A auroral “Illusion” é uma conversa a três, com os instrumentos a interagirem em pé de igualdade. Dávila gere exemplarmente um tom mais incendiário com passagens mais respiradas. À medida que evolui, a peça ganha corpo. Em “Delusion”, nos seus mais de quinze minutos de duração (é a mais extensa do álbum), surge o sopro mágico do colombiano, a que se junta o contrabaixo, com Almeida ora a recorrer ao arco ora a solar magnificamente em pizzicato, e a bateria recatada, sempre prenhe de pormenores. A peça desenvolve-se sutilmente, a espaços mais nervosos. Contrabaixo e bateria entregam-se a uma notabilíssima secção em duo, num crescendo de intensidade. As triangulações frutíferas regressam em “Resolution” – com um Dávila multirreferencial – aqui, num registo mais ligado à tradição do jazz (subjaz um swing esdrúxulo), embora sempre numa perspectiva clara de interpelação e avanço. “Expectation” assume contornos mais espirituais (para os quais Furtado contribui sobremaneira com os seus polirritmos ritualísticos); Dávlla discursa com altivez e segurança, sempre consequente, a que os outros dois respondem com um tapete rítmico burilado. A certo momento tudo se aquieta e a peça esvai-se. “Contradiction” retoma um free jazz solto e desempoeirado (com uma telegráfica citação a “Frère Jacques”?), com Dávila a voar e a dupla rítmica em interinfluências e solos de valia. O saxofonista encerra a peça desenhando uma bela melodia. “Confrontation” é rugosa, com o sul-americano a assumir um registro mais “gritado” e pujante. Almeida e Furtado, contradizem e rematam no limiar do silêncio. “Lamentation” é introduzida pelo contrabaixo de novo com recurso ao arco, até entrar um saxofone pronto a com ele dialogar. O trio completa-se e parte para mais uma jornada de interação sem rede. Dávila opta aqui pelo soprano (um Coltrane final vem logo à mente), deambulando com viço e propósito, mas também não descurando a melodia. Emerge outro belo solo de Furtado; Almeida volta a recorrer ao arco e os dois guiam a peça ao seu estertor.
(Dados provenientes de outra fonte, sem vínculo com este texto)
// covenant/src/error.rs
use anyhow::Error as AnyhowError;
use thiserror::Error;

#[derive(Debug, Error)]
pub enum CovenantError {
  #[error("Unauthorized: {0}")]
  Unauthorized(String),

  #[error("Not found: {0}")]
  NotFound(String),

  #[error("Validation failed: {0}")]
  Validation(String),

  /// A store-level uniqueness constraint rejected the write.
  #[error("Duplicate identifier for '{field}': {value}")]
  DuplicateIdentifier { field: String, value: String },

  /// The record store, object storage or mail transport could not be reached
  /// or rejected the operation.
  #[error("Upstream failure: {source}")]
  Upstream {
    #[source]
    source: AnyhowError,
  },

  #[error("Handler missing for required step: {step_name}")]
  HandlerMissing { step_name: String },

  #[error("No workflow registered for context type {type_name}")]
  WorkflowNotRegistered { type_name: String },

  #[error("Internal error: {0}")]
  Internal(String),
}

impl CovenantError {
  pub fn not_found(what: impl Into<String>) -> Self {
    CovenantError::NotFound(what.into())
  }

  pub fn validation(msg: impl Into<String>) -> Self {
    CovenantError::Validation(msg.into())
  }

  pub fn upstream(err: impl Into<AnyhowError>) -> Self {
    CovenantError::Upstream { source: err.into() }
  }

  /// Stable machine-readable category, used as the `code` of API error bodies.
  pub fn category(&self) -> &'static str {
    match self {
      CovenantError::Unauthorized(_) => "unauthorized",
      CovenantError::NotFound(_) => "not_found",
      CovenantError::Validation(_) => "validation_failure",
      CovenantError::DuplicateIdentifier { .. } => "duplicate_identifier",
      CovenantError::Upstream { .. } => "upstream_failure",
      CovenantError::HandlerMissing { .. }
      | CovenantError::WorkflowNotRegistered { .. }
      | CovenantError::Internal(_) => "internal",
    }
  }
}

impl From<AnyhowError> for CovenantError {
  fn from(err: AnyhowError) -> Self {
    // Unwrap a CovenantError that travelled through anyhow instead of nesting it.
    match err.downcast::<CovenantError>() {
      Ok(inner) => inner,
      Err(other) => CovenantError::Upstream { source: other },
    }
  }
}

pub type CovenantResult<T, E = CovenantError> = std::result::Result<T, E>;
// covenant/src/identifier.rs

//! Issues the human-typeable identifiers handed out to registrants and buyers.
//!
//! Registration codes look like `RC-7K2Q-M0ZD`, order numbers like `ORD-4HX91B`.
//! Both are drawn from the OS random source over an uppercase base-36 alphabet.
//! Nothing here consults the store: order numbers are protected by the store's
//! uniqueness constraint at write time, registration codes only by their length.

use rand_core::{OsRng, RngCore};

pub const REGISTRATION_CODE_PREFIX: &str = "RC";
pub const ORDER_NUMBER_PREFIX: &str = "ORD";

const BASE36_ALPHABET: &[u8; 36] = b"0123456789ABCDEFGHIJKLMNOPQRSTUVWXYZ";
const REGISTRATION_SEGMENT_LEN: usize = 4;
const ORDER_SEGMENT_LEN: usize = 6;

/// Source of fresh identifiers. Workflows take this as a trait object so tests
/// can script the sequence (e.g. to force an order-number collision).
pub trait IdentifierSource: Send + Sync {
  fn registration_code(&self) -> String;
  fn order_number(&self) -> String;
}

/// Default source backed by [`issue_registration_code`] and [`issue_order_number`].
#[derive(Debug, Default, Clone, Copy)]
pub struct RandomIdentifiers;

impl IdentifierSource for RandomIdentifiers {
  fn registration_code(&self) -> String {
    issue_registration_code()
  }

  fn order_number(&self) -> String {
    issue_order_number()
  }
}

/// `RC-XXXX-XXXX`
pub fn issue_registration_code() -> String {
  format!(
    "{}-{}-{}",
    REGISTRATION_CODE_PREFIX,
    random_segment(REGISTRATION_SEGMENT_LEN),
    random_segment(REGISTRATION_SEGMENT_LEN)
  )
}

/// `ORD-XXXXXX`
pub fn issue_order_number() -> String {
  format!("{}-{}", ORDER_NUMBER_PREFIX, random_segment(ORDER_SEGMENT_LEN))
}

/// Canonical lookup form of a user-typed code: surrounding whitespace removed, uppercased.
pub fn normalize_code(raw: &str) -> String {
  raw.trim().to_ascii_uppercase()
}

pub fn is_registration_code(candidate: &str) -> bool {
  let mut parts = candidate.split('-');
  matches!(
    (parts.next(), parts.next(), parts.next(), parts.next()),
    (Some(REGISTRATION_CODE_PREFIX), Some(a), Some(b), None)
      if is_segment(a, REGISTRATION_SEGMENT_LEN) && is_segment(b, REGISTRATION_SEGMENT_LEN)
  )
}

pub fn is_order_number(candidate: &str) -> bool {
  match candidate.split_once('-') {
    Some((ORDER_NUMBER_PREFIX, segment)) => is_segment(segment, ORDER_SEGMENT_LEN),
    _ => false,
  }
}

fn is_segment(segment: &str, len: usize) -> bool {
  segment.len() == len && segment.bytes().all(|b| BASE36_ALPHABET.contains(&b))
}

fn random_segment(len: usize) -> String {
  let mut rng = OsRng;
  (0..len)
    .map(|_| {
      // Values past the last full multiple of 36 are resampled.
      let zone = u32::MAX - (u32::MAX % 36);
      let value = loop {
        let v = rng.next_u32();
        if v < zone {
          break v;
        }
      };
      BASE36_ALPHABET[(value % 36) as usize] as char
    })
    .collect()
}
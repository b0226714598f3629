// covenant_server/src/pipelines/mod.rs

//! Defines and registers the submission workflows.

use crate::errors::AppError;
use covenant::WorkflowRegistry;

pub mod common_steps;
pub mod contexts;

pub mod order_pipeline;
pub mod registration_pipeline;

/// Registers every workflow with `registry`. Called once while building the app state.
pub fn register_all_pipelines(registry: &WorkflowRegistry<AppError>) {
  tracing::info!("Registering workflows...");

  registration_pipeline::register_registration_pipeline(registry);
  order_pipeline::register_order_pipeline(registry);

  tracing::info!("All application workflows registered.");
}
Combinando intensidade e fragilidade, Dávila, Almeida e Furtado fazem de “Illusions and Lamentations” mais um atestado da vitalidade do free, que sim, é também a música de um presente a escaldar.

Faixas

1.Illusion 06:00

2.Delusion 15:43

3.Resolution 05:25

4.Expectation 11:21

5.Contradiction 08:50

6.Confrontation 05:12

7.Lamentation 11:10

Músicos: Pacho Dávila— saxofones tenor e soprano; Gonçalo Almeida— contrabaixo; Vasco Furtado— bateria

Fonte: António Branco (jazz.pt)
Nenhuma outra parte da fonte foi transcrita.